Pavel Gubarev, the self-proclaimed governor of the Donetsk People’s Republic, told a rally in the city: “We will begin a real partisan war around the whole perimeter of Donetsk. We will drown these wretches (the Ukrainian Army) in blood.” That is standard morale-raising rhetoric in the wake of a military collapse – or, as the rebels call it, a “tactical retreat”.
But Igor Strelkov, the military commander of the rebels in Donetsk province, made a truly revealing comment. Pleading for Russian military intervention on July 3 – five days before his paramilitary forces abandoned Sloviansk, Kramatorsk and other rebel strongholds in the north of the province – he warned Moscow his troops were “losing the will to fight”.
A military commander will never admit such a thing unless his situation is desperate. How desperate became clear on Tuesday last week when Strelkov’s troops all headed south for the relative safety of Donetsk city.
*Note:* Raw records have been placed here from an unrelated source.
use std::fmt::Display;
use std::fs;
use std::io::ErrorKind;
use std::sync::LazyLock;
use std::time::Instant;

use camino::{Utf8Path, Utf8PathBuf};
use console::Style;
use indicatif::ProgressStyle;

const ANSI_BLUE: Style = Style::new().blue();

pub(crate) static STYLE_BAR: LazyLock<ProgressStyle> = LazyLock::new(|| {
    ProgressStyle::default_bar()
        .template("{spinner:.green} [{elapsed}] [{bar:40.cyan/blue}] {pos}/{len} {msg}")
        .unwrap_or_else(|_| ProgressStyle::default_bar())
        .progress_chars("#>-")
});

pub(crate) static STYLE_TASK: LazyLock<ProgressStyle> = LazyLock::new(|| {
    ProgressStyle::default_spinner()
        .template("{spinner:.blue} {msg}")
        .unwrap_or_else(|_| ProgressStyle::default_spinner())
});

pub fn as_overhead(s: Instant) -> impl Display {
    let e = Instant::now();
    let f = format!("(+{}ms)", e.duration_since(s).as_millis());
    ANSI_BLUE.apply_to(f)
}

/// Remove a file or a directory tree. Missing paths are fine.
pub fn remove(path: impl AsRef<Utf8Path>) -> std::io::Result<()> {
    let path = path.as_ref();
    let result = match fs::symlink_metadata(path) {
        Ok(meta) if meta.is_dir() => fs::remove_dir_all(path),
        Ok(_) => fs::remove_file(path),
        Err(e) => Err(e),
    };

    match result {
        Err(e) if e.kind() == ErrorKind::NotFound => Ok(()),
        other => other,
    }
}

/// Write a file, creating its parent directories first.
pub fn write(path: impl AsRef<Utf8Path>, contents: impl AsRef<[u8]>) -> std::io::Result<()> {
    let path = path.as_ref();
    if let Some(parent) = path.parent() {
        fs::create_dir_all(parent)?;
    }
    fs::write(path, contents)
}

/// Copy a file, creating the parent directories of the target first.
pub fn copy(from: impl AsRef<Utf8Path>, to: impl AsRef<Utf8Path>) -> std::io::Result<()> {
    let to = to.as_ref();
    if let Some(parent) = to.parent() {
        fs::create_dir_all(parent)?;
    }
    fs::copy(from.as_ref(), to).map(|_| ())
}

/// Every file below `dir`, as sorted paths relative to it. A missing
/// directory has no files.
pub fn files(dir: impl AsRef<Utf8Path>) -> std::io::Result<Vec<Utf8PathBuf>> {
    let dir = dir.as_ref();
    let mut acc = Vec::new();

    match walk_rec(dir, Utf8Path::new(""), &mut acc) {
        Err(e) if e.kind() == ErrorKind::NotFound => return Ok(Vec::new()),
        other => other?,
    }

    acc.sort();
    Ok(acc)
}

fn walk_rec(root: &Utf8Path, rel: &Utf8Path, acc: &mut Vec<Utf8PathBuf>) -> std::io::Result<()> {
    for entry in root.join(rel).read_dir_utf8()? {
        let entry = entry?;
        let path = rel.join(entry.file_name());
        if entry.file_type()?.is_dir() {
            walk_rec(root, &path, acc)?;
        } else {
            acc.push(path);
        }
    }
    Ok(())
}

/// Remove empty directories below `dir`, leaving `dir` itself.
pub fn prune_empty(dir: impl AsRef<Utf8Path>) -> std::io::Result<()> {
    fn rec(dir: &Utf8Path) -> std::io::Result<bool> {
        let mut empty = true;
        for entry in dir.read_dir_utf8()? {
            let entry = entry?;
            if entry.file_type()?.is_dir() && rec(entry.path())? {
                fs::remove_dir(entry.path())?;
            } else {
                empty = false;
            }
        }
        Ok(empty)
    }

    match rec(dir.as_ref()) {
        Err(e) if e.kind() == ErrorKind::NotFound => Ok(()),
        other => other.map(|_| ()),
    }
}
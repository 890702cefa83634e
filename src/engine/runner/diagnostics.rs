use std::fmt::{Display, Formatter};
use std::time::Duration;

use crate::engine::Outcome;

/// Execution record of a single task.
#[derive(Debug, Clone)]
pub struct TaskRun {
    pub name: String,
    pub outcome: Outcome,
    pub duration: Duration,
}

/// Tasks executed by one invocation, in completion order.
///
/// Returned by [`TaskGraph::run`](crate::TaskGraph::run) and
/// [`TaskGraph::sequence`](crate::TaskGraph::sequence).
#[derive(Debug, Default, Clone)]
pub struct RunReport {
    pub runs: Vec<TaskRun>,
}

impl RunReport {
    /// True when no task reported a degraded outcome.
    pub fn is_clean(&self) -> bool {
        self.degraded().next().is_none()
    }

    pub fn ran(&self, name: &str) -> bool {
        self.position(name).is_some()
    }

    /// Completion rank of a task within this invocation.
    pub fn position(&self, name: &str) -> Option<usize> {
        self.runs.iter().position(|run| run.name == name)
    }

    pub fn degraded(&self) -> impl Iterator<Item = (&str, &str)> {
        self.runs.iter().filter_map(|run| match &run.outcome {
            Outcome::Degraded(reason) => Some((run.name.as_str(), reason.as_str())),
            Outcome::Done => None,
        })
    }
}

/// Human readable summary, slowest task first.
impl Display for RunReport {
    fn fmt(&self, f: &mut Formatter<'_>) -> std::fmt::Result {
        let mut runs: Vec<_> = self.runs.iter().collect();
        runs.sort_by(|a, b| b.duration.cmp(&a.duration));

        let width = runs.iter().map(|run| run.name.len()).max().unwrap_or(0);

        for run in runs {
            let status = match run.outcome {
                Outcome::Done => "ok",
                Outcome::Degraded(_) => "degraded",
            };
            writeln!(
                f,
                "{:<width$}  {:>9.2?}  {status}",
                run.name,
                run.duration,
                width = width
            )?;
        }

        Ok(())
    }
}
The Ukrainian Army had been shelling them in Sloviansk, but there was no major Ukrainian offensive. The rebel fighters just started pulling out of the city – and those in other rebel-held northern towns followed suit. Strelkov (who is actually a Russian citizen named Igor Girkin) was left scrambling to explain what was happening in terms that made military sense – and he did the best he could.
This may be telling President Poroshenko what he most wants to know: whether or not this week’s events really constitute a “turning point” in the military conflict in eastern Ukraine. The answer appears to be “yes”. The morale of Strelkov’s troops is cracking, as they realise the motherland is not going to send its army into eastern Ukraine to help them out.
There never was mass support for the pro-Russian “revolution” in Donetsk and Luhansk provinces. Most people there speak Russian and were worried about where the real revolution in Kiev was taking the country even before Russian propaganda started telling them that “fascists” had seized control of the country. But they didn’t actually want to join Russia.
There were no huge crowds when pro-Russian rebels seized power in the east. Heavily armed groups of masked men just appeared in the streets and took over, declaring they were creating revolutionary regimes to save the people from the “fascists” in Kiev.
Civilians in the east were sufficiently worried about the intentions of the new government in Kiev that they did not come out on the streets to oppose this armed takeover – but they didn’t come out in large numbers to support it either.
So, at the risk of tempting fate, a prediction: the fighting in eastern Ukraine will not go on for months more. The rebel forces will quickly melt away. And President Vladimir Putin has managed to turn Russia’s biggest European neighbour into a permanent enemy.